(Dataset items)
--------

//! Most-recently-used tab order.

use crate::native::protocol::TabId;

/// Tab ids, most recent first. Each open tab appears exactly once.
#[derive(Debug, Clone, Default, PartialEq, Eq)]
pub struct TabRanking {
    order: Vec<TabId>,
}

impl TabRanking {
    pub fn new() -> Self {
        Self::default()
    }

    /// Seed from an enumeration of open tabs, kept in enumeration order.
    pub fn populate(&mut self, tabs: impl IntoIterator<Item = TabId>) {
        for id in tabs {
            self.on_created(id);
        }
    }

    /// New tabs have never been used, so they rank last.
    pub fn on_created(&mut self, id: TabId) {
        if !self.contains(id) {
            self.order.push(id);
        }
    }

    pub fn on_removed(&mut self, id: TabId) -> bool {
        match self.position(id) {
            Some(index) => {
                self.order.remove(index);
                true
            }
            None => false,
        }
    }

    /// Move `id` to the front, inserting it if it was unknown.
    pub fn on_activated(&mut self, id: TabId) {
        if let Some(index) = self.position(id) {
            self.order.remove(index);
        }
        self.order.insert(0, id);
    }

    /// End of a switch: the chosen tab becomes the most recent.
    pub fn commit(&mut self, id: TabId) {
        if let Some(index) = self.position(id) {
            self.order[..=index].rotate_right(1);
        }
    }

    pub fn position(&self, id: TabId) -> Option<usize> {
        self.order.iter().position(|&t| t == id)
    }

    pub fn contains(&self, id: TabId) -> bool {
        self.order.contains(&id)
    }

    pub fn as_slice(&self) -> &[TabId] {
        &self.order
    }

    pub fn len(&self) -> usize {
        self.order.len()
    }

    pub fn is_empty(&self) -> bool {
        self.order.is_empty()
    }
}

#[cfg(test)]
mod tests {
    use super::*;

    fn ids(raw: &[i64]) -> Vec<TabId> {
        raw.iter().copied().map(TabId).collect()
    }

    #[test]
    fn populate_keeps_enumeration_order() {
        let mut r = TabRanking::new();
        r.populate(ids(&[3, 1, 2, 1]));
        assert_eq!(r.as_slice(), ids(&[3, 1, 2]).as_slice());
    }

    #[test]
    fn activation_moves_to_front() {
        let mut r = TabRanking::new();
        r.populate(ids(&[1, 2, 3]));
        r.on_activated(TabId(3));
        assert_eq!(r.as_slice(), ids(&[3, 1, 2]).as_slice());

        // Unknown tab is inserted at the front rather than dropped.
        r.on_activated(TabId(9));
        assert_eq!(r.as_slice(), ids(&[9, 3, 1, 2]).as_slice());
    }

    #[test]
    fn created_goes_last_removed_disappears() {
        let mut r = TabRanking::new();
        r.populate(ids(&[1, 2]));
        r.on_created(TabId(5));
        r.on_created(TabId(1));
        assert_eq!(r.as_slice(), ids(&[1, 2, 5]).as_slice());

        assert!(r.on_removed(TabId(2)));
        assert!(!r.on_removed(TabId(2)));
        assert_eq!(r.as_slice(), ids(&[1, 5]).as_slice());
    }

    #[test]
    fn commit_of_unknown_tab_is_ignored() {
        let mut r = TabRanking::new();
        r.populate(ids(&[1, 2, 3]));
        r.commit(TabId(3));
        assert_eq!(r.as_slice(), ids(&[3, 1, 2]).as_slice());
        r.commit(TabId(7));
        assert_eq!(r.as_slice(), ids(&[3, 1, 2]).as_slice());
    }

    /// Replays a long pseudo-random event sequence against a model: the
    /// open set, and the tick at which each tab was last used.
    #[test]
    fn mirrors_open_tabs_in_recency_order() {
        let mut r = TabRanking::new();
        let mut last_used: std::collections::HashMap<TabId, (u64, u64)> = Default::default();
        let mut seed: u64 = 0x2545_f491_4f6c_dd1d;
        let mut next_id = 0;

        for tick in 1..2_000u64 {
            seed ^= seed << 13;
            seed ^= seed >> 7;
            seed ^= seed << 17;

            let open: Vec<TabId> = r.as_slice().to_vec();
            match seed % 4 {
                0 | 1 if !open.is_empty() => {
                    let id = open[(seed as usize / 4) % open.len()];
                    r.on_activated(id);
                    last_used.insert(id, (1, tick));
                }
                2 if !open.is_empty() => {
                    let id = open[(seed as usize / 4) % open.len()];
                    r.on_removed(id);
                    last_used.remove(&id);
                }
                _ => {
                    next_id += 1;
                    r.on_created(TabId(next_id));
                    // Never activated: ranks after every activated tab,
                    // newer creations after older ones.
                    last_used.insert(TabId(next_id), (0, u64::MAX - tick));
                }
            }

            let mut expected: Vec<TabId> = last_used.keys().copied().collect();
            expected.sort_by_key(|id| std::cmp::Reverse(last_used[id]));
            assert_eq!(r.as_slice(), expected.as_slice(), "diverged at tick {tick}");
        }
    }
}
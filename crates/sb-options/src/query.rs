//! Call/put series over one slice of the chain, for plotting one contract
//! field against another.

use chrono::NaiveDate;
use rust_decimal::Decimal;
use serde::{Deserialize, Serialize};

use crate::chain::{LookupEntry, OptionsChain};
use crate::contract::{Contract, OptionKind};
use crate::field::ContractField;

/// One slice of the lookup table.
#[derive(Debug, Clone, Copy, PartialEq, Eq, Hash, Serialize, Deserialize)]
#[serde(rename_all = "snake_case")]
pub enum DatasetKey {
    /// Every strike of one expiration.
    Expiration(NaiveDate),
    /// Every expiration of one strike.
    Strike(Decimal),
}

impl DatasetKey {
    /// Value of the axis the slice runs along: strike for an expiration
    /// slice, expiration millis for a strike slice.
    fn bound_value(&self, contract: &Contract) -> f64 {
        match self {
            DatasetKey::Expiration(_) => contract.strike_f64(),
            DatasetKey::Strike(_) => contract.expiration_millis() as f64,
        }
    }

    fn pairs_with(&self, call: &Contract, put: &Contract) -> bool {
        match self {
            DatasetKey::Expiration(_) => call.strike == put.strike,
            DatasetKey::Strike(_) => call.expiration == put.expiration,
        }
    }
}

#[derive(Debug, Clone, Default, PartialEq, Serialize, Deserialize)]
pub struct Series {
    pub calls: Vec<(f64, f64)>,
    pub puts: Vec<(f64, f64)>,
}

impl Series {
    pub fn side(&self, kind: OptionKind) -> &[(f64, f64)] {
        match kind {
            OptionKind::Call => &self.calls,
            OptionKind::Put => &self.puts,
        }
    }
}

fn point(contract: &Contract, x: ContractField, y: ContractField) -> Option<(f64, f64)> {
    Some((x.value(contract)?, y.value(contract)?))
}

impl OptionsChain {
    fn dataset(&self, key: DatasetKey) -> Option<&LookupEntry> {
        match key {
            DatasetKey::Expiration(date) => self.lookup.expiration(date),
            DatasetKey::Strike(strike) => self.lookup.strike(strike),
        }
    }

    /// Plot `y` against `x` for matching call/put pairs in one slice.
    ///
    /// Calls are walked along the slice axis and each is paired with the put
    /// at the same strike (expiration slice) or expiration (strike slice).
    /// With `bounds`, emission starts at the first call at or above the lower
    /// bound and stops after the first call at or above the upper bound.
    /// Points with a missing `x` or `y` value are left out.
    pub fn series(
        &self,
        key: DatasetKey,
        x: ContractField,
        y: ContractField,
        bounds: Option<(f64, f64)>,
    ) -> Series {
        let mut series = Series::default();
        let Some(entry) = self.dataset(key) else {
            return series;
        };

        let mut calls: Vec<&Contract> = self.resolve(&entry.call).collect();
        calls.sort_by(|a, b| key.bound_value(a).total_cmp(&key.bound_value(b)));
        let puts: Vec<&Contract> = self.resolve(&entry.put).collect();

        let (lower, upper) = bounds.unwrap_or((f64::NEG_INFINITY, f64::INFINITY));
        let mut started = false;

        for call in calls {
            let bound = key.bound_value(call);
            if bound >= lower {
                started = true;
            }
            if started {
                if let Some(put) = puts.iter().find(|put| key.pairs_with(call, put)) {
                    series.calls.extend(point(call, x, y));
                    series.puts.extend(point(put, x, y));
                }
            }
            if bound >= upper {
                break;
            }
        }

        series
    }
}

--------

In your answer, include only the lines above starting at the line that holds "assert_eq!(r.as_slice(), ids(&[9, 3, 1, 2]).as_slice());" and ending at the line that holds "let mut next_id = 0;", copied exactly.

        assert_eq!(r.as_slice(), ids(&[9, 3, 1, 2]).as_slice());
    }

    #[test]
    fn created_goes_last_removed_disappears() {
        let mut r = TabRanking::new();
        r.populate(ids(&[1, 2]));
        r.on_created(TabId(5));
        r.on_created(TabId(1));
        assert_eq!(r.as_slice(), ids(&[1, 2, 5]).as_slice());

        assert!(r.on_removed(TabId(2)));
        assert!(!r.on_removed(TabId(2)));
        assert_eq!(r.as_slice(), ids(&[1, 5]).as_slice());
    }

    #[test]
    fn commit_of_unknown_tab_is_ignored() {
        let mut r = TabRanking::new();
        r.populate(ids(&[1, 2, 3]));
        r.commit(TabId(3));
        assert_eq!(r.as_slice(), ids(&[3, 1, 2]).as_slice());
        r.commit(TabId(7));
        assert_eq!(r.as_slice(), ids(&[3, 1, 2]).as_slice());
    }

    /// Replays a long pseudo-random event sequence against a model: the
    /// open set, and the tick at which each tab was last used.
    #[test]
    fn mirrors_open_tabs_in_recency_order() {
        let mut r = TabRanking::new();
        let mut last_used: std::collections::HashMap<TabId, (u64, u64)> = Default::default();
        let mut seed: u64 = 0x2545_f491_4f6c_dd1d;
        let mut next_id = 0;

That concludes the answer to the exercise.